**Directions:** Identify each line in the records below that contains the word "BlockUserRequest", and copy it.

═══ Source information

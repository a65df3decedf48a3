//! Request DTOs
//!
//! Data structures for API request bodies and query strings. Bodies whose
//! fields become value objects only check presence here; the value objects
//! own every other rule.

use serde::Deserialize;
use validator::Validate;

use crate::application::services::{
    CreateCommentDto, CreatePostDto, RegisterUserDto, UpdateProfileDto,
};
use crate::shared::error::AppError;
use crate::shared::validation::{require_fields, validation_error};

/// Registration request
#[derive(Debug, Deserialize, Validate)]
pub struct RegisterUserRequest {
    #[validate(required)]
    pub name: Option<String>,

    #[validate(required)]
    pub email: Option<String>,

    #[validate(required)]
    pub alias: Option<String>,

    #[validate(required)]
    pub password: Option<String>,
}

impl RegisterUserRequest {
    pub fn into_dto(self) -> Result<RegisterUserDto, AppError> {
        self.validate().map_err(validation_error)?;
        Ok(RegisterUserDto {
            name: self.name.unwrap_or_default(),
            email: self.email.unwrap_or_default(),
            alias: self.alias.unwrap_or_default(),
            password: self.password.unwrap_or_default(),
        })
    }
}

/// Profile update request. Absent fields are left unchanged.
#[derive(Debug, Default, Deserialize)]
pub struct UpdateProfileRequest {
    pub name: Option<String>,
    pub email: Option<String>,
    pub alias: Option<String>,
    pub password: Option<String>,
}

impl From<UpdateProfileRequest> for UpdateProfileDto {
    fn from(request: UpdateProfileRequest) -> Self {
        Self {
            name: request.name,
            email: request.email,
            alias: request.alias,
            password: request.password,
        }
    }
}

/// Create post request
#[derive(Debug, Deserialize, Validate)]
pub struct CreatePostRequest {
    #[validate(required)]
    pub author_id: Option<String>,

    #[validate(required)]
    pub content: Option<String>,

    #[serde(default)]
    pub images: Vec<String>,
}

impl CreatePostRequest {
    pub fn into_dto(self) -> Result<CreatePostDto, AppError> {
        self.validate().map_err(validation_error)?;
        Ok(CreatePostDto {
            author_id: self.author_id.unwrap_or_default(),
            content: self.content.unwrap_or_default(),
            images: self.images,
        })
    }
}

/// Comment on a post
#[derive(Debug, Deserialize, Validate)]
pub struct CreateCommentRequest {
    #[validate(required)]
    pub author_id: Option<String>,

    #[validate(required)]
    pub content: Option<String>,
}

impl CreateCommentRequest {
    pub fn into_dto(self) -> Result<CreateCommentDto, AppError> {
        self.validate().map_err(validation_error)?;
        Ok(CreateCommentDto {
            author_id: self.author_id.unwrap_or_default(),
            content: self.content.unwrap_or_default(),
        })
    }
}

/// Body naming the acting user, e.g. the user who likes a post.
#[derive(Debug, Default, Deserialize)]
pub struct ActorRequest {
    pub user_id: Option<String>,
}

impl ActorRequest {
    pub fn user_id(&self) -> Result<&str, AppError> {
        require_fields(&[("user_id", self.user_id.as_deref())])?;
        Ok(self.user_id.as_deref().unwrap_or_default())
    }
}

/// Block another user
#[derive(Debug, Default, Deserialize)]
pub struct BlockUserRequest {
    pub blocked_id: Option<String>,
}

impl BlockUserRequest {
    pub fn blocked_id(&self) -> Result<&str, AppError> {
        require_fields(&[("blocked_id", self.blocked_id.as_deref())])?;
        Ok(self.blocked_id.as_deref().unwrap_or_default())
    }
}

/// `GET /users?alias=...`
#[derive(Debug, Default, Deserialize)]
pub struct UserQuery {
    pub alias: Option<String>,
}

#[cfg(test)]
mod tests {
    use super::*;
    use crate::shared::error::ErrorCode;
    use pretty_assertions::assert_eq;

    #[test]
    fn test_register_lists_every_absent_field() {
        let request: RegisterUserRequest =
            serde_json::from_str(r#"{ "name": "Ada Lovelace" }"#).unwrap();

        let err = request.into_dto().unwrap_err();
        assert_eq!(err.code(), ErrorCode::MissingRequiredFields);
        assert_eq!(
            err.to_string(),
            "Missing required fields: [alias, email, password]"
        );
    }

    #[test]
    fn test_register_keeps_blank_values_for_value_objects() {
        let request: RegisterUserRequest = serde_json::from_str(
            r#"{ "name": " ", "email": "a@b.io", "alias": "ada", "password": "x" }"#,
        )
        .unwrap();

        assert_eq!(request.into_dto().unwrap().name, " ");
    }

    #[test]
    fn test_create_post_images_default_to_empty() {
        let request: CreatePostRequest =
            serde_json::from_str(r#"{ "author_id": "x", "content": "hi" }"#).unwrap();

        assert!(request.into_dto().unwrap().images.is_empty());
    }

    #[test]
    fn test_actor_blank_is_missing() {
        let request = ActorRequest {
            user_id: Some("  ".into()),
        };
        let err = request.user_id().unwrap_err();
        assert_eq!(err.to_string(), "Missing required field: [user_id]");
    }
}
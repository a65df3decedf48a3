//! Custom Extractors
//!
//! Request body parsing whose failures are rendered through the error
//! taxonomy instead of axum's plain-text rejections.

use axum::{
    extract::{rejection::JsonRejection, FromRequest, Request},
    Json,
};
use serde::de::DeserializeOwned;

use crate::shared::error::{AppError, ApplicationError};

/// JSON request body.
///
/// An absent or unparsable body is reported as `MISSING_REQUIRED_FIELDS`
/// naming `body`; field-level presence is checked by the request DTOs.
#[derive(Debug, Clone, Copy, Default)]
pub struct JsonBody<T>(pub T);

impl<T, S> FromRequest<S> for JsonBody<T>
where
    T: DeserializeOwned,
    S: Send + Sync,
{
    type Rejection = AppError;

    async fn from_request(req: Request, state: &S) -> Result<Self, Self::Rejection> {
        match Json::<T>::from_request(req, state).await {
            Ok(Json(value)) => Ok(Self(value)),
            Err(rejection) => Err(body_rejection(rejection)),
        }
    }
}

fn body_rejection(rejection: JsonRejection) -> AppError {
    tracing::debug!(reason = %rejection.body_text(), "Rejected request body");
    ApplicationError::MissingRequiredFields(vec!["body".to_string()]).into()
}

══════

**Finished exercise:**
pub struct BlockUserRequest {
impl BlockUserRequest {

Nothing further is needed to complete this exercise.